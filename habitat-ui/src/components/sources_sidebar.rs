//! Source-document list for the active notebook. Keyed by notebook id at
//! the mount site.

use dioxus::prelude::*;
use habitat_types::{SourceDocument, SourceKind};

use crate::api::fetch_sources;

#[component]
pub fn SourcesSidebar(notebook_id: String) -> Element {
    let mut sources = use_signal(Vec::<SourceDocument>::new);
    let mut loading = use_signal(|| true);
    let mut error = use_signal(|| None::<String>);
    let notebook_id_signal = use_signal(|| notebook_id.clone());

    use_effect(move || {
        let notebook_id = notebook_id_signal.to_string();
        spawn(async move {
            loading.set(true);
            match fetch_sources(&notebook_id).await {
                Ok(docs) => {
                    sources.set(docs);
                    error.set(None);
                }
                Err(e) => {
                    dioxus_logger::tracing::error!("Failed to fetch sources: {}", e);
                    error.set(Some(e));
                }
            }
            loading.set(false);
        });
    });

    rsx! {
        div {
            style: "display: flex; flex-direction: column; height: 100%; background: var(--bg-secondary, #1e293b); border-right: 1px solid var(--border-color, #374151);",

            div {
                style: "padding: 0.75rem 1rem; border-bottom: 1px solid var(--border-color, #374151); font-weight: 600; font-size: 0.875rem;",
                "Sources"
            }

            div {
                style: "flex: 1; overflow-y: auto; padding: 0.5rem;",

                if loading() {
                    div {
                        style: "color: var(--text-secondary, #94a3b8); font-size: 0.8rem; padding: 0.5rem;",
                        "Loading sources..."
                    }
                } else if let Some(e) = error.read().as_deref() {
                    div {
                        style: "color: var(--danger-text, #ef4444); font-size: 0.8rem; padding: 0.5rem;",
                        "Could not load sources: {e}"
                    }
                } else if sources.read().is_empty() {
                    div {
                        style: "color: var(--text-muted, #64748b); font-size: 0.8rem; padding: 0.5rem;",
                        "This notebook has no sources yet."
                    }
                } else {
                    for doc in sources.read().iter() {
                        div {
                            key: "{doc.id}",
                            style: "display: flex; align-items: center; gap: 0.5rem; padding: 0.5rem; border-radius: var(--radius-sm, 4px); font-size: 0.8rem;",
                            span { {source_icon(&doc.kind)} }
                            span {
                                style: "overflow: hidden; text-overflow: ellipsis; white-space: nowrap;",
                                "{doc.title}"
                            }
                        }
                    }
                }
            }
        }
    }
}

fn source_icon(kind: &SourceKind) -> &'static str {
    match kind {
        SourceKind::Document => "📄",
        SourceKind::Link => "🔗",
        SourceKind::Note => "📝",
    }
}

#[cfg(test)]
mod tests {
    use super::*;

    #[test]
    fn source_icons_cover_all_kinds() {
        assert_eq!(source_icon(&SourceKind::Document), "📄");
        assert_eq!(source_icon(&SourceKind::Link), "🔗");
        assert_eq!(source_icon(&SourceKind::Note), "📝");
    }
}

☆ ☆ ☆

# Activity
Repeat verbatim the opening run of entries, ending with the line that contains "#64748b); font-size: 0.8rem;".

# Worked solution
filename habitat-ui/src/components/sources_sidebar.rs
//! Source-document list for the active notebook. Keyed by notebook id at
//! the mount site.

use dioxus::prelude::*;
use habitat_types::{SourceDocument, SourceKind};

use crate::api::fetch_sources;

#[component]
pub fn SourcesSidebar(notebook_id: String) -> Element {
    let mut sources = use_signal(Vec::<SourceDocument>::new);
    let mut loading = use_signal(|| true);
    let mut error = use_signal(|| None::<String>);
    let notebook_id_signal = use_signal(|| notebook_id.clone());

    use_effect(move || {
        let notebook_id = notebook_id_signal.to_string();
        spawn(async move {
            loading.set(true);
            match fetch_sources(&notebook_id).await {
                Ok(docs) => {
                    sources.set(docs);
                    error.set(None);
                }
                Err(e) => {
                    dioxus_logger::tracing::error!("Failed to fetch sources: {}", e);
                    error.set(Some(e));
                }
            }
            loading.set(false);
        });
    });

    rsx! {
        div {
            style: "display: flex; flex-direction: column; height: 100%; background: var(--bg-secondary, #1e293b); border-right: 1px solid var(--border-color, #374151);",

            div {
                style: "padding: 0.75rem 1rem; border-bottom: 1px solid var(--border-color, #374151); font-weight: 600; font-size: 0.875rem;",
                "Sources"
            }

            div {
                style: "flex: 1; overflow-y: auto; padding: 0.5rem;",

                if loading() {
                    div {
                        style: "color: var(--text-secondary, #94a3b8); font-size: 0.8rem; padding: 0.5rem;",
                        "Loading sources..."
                    }
                } else if let Some(e) = error.read().as_deref() {
                    div {
                        style: "color: var(--danger-text, #ef4444); font-size: 0.8rem; padding: 0.5rem;",
                        "Could not load sources: {e}"
                    }
                } else if sources.read().is_empty() {
                    div {
                        style: "color: var(--text-muted, #64748b); font-size: 0.8rem; padding: 0.5rem;",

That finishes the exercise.